// description
A hierarchical decomposition of a project into progressively smaller components — from the overall deliverable down to individual work packages that can be estimated, assigned, and tracked. The WBS defines the full scope of the project: if it's not in the WBS, it's out of scope.
// history
The Work Breakdown Structure was formalised by the U.S. Department of Defense in 1962 as part of the Polaris missile programme — one of the most complex engineering projects in history at that point. The WBS became a standard tool in project management methodology and is required by most government contracts. It forms the backbone of the Project Management Body of Knowledge (PMBOK) and is used in aerospace, construction, software, and event management.
// example
A new online course WBS: Level 1 — Course Complete. Level 2 — Content, Platform, Marketing, Admin. Level 3 under Content — Module scripts, Video recordings, Slide decks, Workbooks. Level 3 under Marketing — Sales page, Email sequence, Launch event, Social posts. Each leaf-level item is a discrete piece of work that can be assigned a time estimate and an owner (even if that's just you).
// katharyne's take
WBS is what separates "I'm going to build a course" from an actual plan. Breaking it down hierarchically forces you to think through everything — not just the obvious big chunks but the forgotten pieces (like "set up payment processing" and "create affiliate tracking links"). When a project feels overwhelming, it's usually because it's still a blob in your head. WBS turns the blob into a list of manageable tasks. Anxiety drops significantly.
// creative uses
- Build a reusable WBS template in Notion for your KDP publishing process: Level 2 branches for Content (illustrations, interior layout, front matter), Production (Affinity Publisher file, PDF export, cover file, KDP upload), and Marketing (listing copy, keywords, A+ content, Etsy cross-post). Run every new title through the same template and your average time-to-publish compresses dramatically.
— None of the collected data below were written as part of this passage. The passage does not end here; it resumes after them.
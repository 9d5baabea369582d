//! Deterministic feature-hashing embedder.
//!
//! [`HashingEmbedder`] maps each lower-cased alphanumeric token to a
//! signed bucket via SHA-256 and L2-normalizes the resulting bag of
//! words. It needs no model download, so it backs tests and offline runs;
//! identical texts always produce identical vectors.

use async_trait::async_trait;
use sha2::{Digest, Sha256};

use crate::embedding::{EmbeddingProvider, normalize};
use crate::error::{RagError, Result};

/// Default number of hash buckets.
pub const DEFAULT_HASHING_DIMENSIONS: usize = 384;

/// A bag-of-words embedder using the hashing trick.
#[derive(Debug, Clone)]
pub struct HashingEmbedder {
    dimensions: usize,
    model_name: String,
}

impl HashingEmbedder {
    /// Create an embedder producing vectors of the given dimension.
    pub fn new(dimensions: usize) -> Self {
        Self { dimensions, model_name: format!("hashing-bow-{dimensions}") }
    }

    /// Embed synchronously. Used by the async trait method.
    pub fn embed_sync(&self, text: &str) -> Result<Vec<f32>> {
        if self.dimensions == 0 {
            return Err(RagError::EmbeddingError {
                provider: self.model_name.clone(),
                message: "dimensions must be greater than zero".to_string(),
            });
        }

        let mut vector = vec![0.0f32; self.dimensions];
        for token in tokenize(text) {
            let digest = Sha256::digest(token.as_bytes());
            let mut bucket_bytes = [0u8; 8];
            bucket_bytes.copy_from_slice(&digest[..8]);
            let bucket = (u64::from_le_bytes(bucket_bytes) % self.dimensions as u64) as usize;
            let sign = if digest[8] & 1 == 0 { 1.0 } else { -1.0 };
            vector[bucket] += sign;
        }
        normalize(&mut vector);
        Ok(vector)
    }
}

impl Default for HashingEmbedder {
    fn default() -> Self {
        Self::new(DEFAULT_HASHING_DIMENSIONS)
    }
}

fn tokenize(text: &str) -> impl Iterator<Item = String> + '_ {
    text.split(|c: char| !c.is_alphanumeric())
        .filter(|t| !t.is_empty())
        .map(str::to_lowercase)
}

#[async_trait]
impl EmbeddingProvider for HashingEmbedder {
    async fn embed(&self, text: &str) -> Result<Vec<f32>> {
        self.embed_sync(text)
    }

    fn dimensions(&self) -> usize {
        self.dimensions
    }

    fn model_name(&self) -> &str {
        &self.model_name
    }
}

#[cfg(test)]
mod tests {
    use super::*;

    fn dot(a: &[f32], b: &[f32]) -> f32 {
        a.iter().zip(b).map(|(x, y)| x * y).sum()
    }

    #[test]
    fn identical_text_gives_identical_unit_vector() {
        let embedder = HashingEmbedder::new(64);
        let a = embedder.embed_sync("AAPL uptrend strong gains").unwrap();
        let b = embedder.embed_sync("aapl UPTREND strong, gains").unwrap();
        assert_eq!(a, b);
        assert!((dot(&a, &a) - 1.0).abs() < 1e-5);
    }

    #[test]
    fn shared_tokens_raise_similarity() {
        let embedder = HashingEmbedder::new(256);
        let query = embedder.embed_sync("AAPL uptrend").unwrap();
        let close = embedder.embed_sync("AAPL uptrend strong gains").unwrap();
        let far = embedder.embed_sync("MSFT earnings beat").unwrap();
        assert!(dot(&query, &close) > dot(&query, &far));
    }

    #[test]
    fn empty_text_is_zero_vector() {
        let embedder = HashingEmbedder::new(8);
        assert!(embedder.embed_sync("  ").unwrap().iter().all(|v| *v == 0.0));
    }

    #[test]
    fn zero_dimensions_is_an_error() {
        assert!(HashingEmbedder::new(0).embed_sync("x").is_err());
    }

    #[tokio::test]
    async fn empty_batch_returns_empty() {
        let embedder = HashingEmbedder::default();
        assert!(embedder.embed_batch(&[]).await.unwrap().is_empty());
        assert_eq!(embedder.model_name(), "hashing-bow-384");
    }
}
- Use a WBS to scope a new digital product line before you commit to it. If you're considering a Midjourney prompt subscription, decompose it into all its parts: product creation, platform setup (Gumroad/Stan), delivery automation, monthly content cadence, customer support workflow. The true scope often changes whether you pursue it at all, or how.
- Apply WBS to a content batch day: Level 2 — Video, Written, Visual. Level 3 under Video — Script, Record, Edit, Thumbnail, Upload, Schedule. When every micro-task is listed, batching becomes a checklist race rather than a vague goal. It's also much easier to delegate or automate individual tasks when they're itemised.
// quick actions
- Pick one project you currently think of as a single item ("build the course," "launch the shop"). Open a blank Notion page or text file and spend 10 minutes decomposing it into at least 3 levels. Stop only when every leaf item is something you could complete in under 2 hours. That's your WBS.
- After completing your WBS for any project, count the total leaf-level tasks and estimate hours per task. Multiply by 1.5 (everything takes longer than you think). Compare that to your actual available hours before the deadline. Adjust scope or deadline before you start, not when you're already behind.
- Save every WBS you build. After the project is done, add a "missed tasks" column — things that came up that weren't in the original breakdown. Over 3-4 projects, patterns emerge and your templates get more accurate. This compounds into genuinely reliable project planning.
// prompt ideas
Build me a complete Work Breakdown Structure for [describe your project — e.g. launching a new online course, publishing a KDP book, setting up a new Etsy shop]. Go to at least 3 levels: the overall deliverable, the main branches, and the individual tasks within each branch. Every leaf-level task should be completable in under 2 hours. Flag any tasks I might typically forget that people commonly miss in this type of project.
I'm planning to [describe a project] with a deadline of [date]. Here is my rough WBS so far: [paste your breakdown]. Review it for completeness: what am I missing, what branches are too vague to be actionable, and which tasks are likely bigger than I've assumed? Give me a revised version with your additions and a rough time estimate for each leaf-level task.
Turn this project I've been procrastinating on — [describe it] — into a WBS I can paste into Notion today. I have [X hours per week] available. Decompose the project fully, give each task a time estimate, then build me a 4-week schedule that fits within my available hours and identifies which week I need to make a go/no-go decision on scope.